## DESCRIPTION OF THE TASK
In total, how many lines of the data contain the word "written"? Only that number is wanted.

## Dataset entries

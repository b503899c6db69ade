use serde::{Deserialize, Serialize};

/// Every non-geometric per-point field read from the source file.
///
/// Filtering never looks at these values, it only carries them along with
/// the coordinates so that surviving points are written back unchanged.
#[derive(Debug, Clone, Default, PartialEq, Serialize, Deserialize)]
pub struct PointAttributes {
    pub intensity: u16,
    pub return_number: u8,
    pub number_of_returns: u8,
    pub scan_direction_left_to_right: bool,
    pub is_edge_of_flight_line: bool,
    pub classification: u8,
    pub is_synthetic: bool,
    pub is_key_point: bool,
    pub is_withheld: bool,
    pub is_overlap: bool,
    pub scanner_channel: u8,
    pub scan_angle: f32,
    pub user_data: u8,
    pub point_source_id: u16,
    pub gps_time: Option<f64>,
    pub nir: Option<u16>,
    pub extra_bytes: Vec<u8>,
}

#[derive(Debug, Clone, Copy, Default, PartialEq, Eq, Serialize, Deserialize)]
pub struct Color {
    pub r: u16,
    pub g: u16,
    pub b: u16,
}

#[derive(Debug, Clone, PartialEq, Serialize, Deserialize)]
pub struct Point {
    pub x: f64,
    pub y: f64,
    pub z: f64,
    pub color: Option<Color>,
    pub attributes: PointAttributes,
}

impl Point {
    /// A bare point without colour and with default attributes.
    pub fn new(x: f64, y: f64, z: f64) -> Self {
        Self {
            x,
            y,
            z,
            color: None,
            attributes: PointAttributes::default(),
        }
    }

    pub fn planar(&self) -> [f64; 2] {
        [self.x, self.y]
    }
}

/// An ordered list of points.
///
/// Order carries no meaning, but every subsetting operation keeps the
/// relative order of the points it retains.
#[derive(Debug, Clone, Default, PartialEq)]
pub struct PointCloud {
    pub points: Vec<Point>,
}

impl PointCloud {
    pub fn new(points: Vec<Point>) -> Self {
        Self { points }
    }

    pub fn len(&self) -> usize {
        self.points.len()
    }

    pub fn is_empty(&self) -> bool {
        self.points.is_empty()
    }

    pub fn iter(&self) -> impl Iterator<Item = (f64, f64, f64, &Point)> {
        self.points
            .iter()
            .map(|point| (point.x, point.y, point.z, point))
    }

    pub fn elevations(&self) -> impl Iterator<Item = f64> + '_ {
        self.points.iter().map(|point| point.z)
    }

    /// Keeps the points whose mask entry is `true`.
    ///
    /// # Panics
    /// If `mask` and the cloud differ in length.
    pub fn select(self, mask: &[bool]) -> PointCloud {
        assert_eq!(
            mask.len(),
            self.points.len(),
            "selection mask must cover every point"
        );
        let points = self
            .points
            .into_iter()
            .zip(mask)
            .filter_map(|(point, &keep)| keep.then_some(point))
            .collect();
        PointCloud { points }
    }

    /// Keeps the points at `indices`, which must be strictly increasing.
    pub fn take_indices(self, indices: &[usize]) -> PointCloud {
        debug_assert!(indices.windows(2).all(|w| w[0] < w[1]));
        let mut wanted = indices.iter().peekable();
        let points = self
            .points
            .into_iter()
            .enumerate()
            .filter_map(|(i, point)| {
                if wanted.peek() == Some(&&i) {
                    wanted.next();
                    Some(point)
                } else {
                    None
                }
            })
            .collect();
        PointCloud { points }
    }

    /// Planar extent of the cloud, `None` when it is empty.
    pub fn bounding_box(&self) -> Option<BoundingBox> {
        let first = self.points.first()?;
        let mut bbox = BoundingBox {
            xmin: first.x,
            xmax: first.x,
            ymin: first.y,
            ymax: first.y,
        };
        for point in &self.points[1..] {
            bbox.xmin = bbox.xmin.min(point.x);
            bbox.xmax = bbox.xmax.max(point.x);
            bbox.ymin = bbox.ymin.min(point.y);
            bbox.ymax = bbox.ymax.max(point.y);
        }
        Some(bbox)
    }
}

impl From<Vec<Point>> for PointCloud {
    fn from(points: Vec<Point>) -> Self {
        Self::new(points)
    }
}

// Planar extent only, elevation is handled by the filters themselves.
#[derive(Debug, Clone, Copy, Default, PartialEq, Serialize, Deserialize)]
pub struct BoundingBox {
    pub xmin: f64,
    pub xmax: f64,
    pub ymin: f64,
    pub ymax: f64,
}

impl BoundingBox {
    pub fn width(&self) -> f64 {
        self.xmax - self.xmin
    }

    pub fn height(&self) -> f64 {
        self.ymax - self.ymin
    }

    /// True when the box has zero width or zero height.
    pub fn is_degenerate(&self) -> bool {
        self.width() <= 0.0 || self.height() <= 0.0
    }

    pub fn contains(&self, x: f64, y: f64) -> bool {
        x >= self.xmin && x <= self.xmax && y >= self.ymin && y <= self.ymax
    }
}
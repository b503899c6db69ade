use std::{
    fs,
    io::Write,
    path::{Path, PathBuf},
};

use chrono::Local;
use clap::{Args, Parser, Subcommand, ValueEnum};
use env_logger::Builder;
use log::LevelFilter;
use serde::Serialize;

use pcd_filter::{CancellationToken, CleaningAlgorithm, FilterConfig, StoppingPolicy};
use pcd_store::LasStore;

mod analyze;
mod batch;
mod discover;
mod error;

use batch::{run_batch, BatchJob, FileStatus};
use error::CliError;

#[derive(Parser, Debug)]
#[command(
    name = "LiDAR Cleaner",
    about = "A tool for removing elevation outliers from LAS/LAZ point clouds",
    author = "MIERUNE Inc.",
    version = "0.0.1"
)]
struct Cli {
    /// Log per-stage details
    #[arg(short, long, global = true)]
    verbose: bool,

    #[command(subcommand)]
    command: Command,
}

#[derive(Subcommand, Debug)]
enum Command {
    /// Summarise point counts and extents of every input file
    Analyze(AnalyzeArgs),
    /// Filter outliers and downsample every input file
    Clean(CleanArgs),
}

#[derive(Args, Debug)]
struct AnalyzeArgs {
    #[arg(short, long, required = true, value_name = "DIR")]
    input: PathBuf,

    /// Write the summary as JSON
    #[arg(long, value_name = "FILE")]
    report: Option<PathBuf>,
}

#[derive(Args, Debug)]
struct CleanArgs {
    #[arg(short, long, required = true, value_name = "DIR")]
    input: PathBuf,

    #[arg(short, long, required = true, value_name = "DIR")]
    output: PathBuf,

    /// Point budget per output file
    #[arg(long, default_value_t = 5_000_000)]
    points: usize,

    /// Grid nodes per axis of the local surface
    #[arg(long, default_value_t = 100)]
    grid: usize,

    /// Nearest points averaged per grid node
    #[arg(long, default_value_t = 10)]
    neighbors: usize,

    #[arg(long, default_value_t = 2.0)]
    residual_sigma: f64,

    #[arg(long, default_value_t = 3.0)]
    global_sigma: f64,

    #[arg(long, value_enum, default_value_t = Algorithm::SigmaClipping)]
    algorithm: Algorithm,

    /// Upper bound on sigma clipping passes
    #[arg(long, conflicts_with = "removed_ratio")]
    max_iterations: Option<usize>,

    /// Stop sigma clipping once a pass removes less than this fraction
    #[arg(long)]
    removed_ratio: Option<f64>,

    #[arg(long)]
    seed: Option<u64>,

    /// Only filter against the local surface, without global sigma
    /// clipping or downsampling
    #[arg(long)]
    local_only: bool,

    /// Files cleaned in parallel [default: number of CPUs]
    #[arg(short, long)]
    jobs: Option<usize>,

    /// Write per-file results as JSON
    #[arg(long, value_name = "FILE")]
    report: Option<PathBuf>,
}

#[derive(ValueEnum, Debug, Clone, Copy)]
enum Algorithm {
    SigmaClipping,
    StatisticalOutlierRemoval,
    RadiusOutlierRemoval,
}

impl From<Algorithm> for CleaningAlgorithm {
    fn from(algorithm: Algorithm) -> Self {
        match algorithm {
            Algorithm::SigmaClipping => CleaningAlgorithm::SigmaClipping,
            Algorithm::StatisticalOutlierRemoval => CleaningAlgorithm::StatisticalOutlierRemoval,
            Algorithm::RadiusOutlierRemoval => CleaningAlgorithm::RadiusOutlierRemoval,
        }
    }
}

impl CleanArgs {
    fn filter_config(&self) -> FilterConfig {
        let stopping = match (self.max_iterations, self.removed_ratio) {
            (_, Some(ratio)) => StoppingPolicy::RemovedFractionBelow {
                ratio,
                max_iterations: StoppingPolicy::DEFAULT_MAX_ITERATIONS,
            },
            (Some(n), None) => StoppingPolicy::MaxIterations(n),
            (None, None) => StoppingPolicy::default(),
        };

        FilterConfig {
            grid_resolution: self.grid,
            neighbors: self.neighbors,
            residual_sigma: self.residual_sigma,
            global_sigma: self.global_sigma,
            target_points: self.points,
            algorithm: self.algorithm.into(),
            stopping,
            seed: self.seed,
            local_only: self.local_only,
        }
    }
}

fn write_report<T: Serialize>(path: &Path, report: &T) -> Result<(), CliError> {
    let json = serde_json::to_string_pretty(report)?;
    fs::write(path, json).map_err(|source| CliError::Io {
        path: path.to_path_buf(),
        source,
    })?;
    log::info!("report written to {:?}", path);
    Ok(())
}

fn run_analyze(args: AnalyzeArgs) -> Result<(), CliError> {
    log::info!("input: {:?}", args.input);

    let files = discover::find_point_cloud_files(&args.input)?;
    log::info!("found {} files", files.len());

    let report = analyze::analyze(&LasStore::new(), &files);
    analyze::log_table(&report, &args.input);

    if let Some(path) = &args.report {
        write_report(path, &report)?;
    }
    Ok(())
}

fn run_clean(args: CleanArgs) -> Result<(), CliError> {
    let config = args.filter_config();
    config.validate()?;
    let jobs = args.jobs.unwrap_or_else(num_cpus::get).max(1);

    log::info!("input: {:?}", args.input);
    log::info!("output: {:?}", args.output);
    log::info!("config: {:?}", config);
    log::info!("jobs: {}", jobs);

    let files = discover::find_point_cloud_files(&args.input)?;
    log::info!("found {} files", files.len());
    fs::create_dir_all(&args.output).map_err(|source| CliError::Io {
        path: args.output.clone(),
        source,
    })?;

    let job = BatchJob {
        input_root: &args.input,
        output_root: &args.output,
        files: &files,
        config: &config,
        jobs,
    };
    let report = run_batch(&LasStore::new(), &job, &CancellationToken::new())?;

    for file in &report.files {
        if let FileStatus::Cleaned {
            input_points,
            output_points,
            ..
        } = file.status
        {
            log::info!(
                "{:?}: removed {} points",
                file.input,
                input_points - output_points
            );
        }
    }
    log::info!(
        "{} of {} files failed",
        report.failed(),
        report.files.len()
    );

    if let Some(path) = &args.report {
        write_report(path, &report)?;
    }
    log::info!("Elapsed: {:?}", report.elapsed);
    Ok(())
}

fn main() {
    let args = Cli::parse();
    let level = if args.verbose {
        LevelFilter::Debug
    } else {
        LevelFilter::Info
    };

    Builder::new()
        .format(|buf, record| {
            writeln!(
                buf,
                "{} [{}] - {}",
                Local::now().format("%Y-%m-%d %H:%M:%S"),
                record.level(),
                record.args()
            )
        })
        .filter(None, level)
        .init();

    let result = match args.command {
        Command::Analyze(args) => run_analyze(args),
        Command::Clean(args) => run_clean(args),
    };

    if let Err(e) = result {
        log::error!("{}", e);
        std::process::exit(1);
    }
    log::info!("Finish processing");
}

## WORKED SOLUTION
2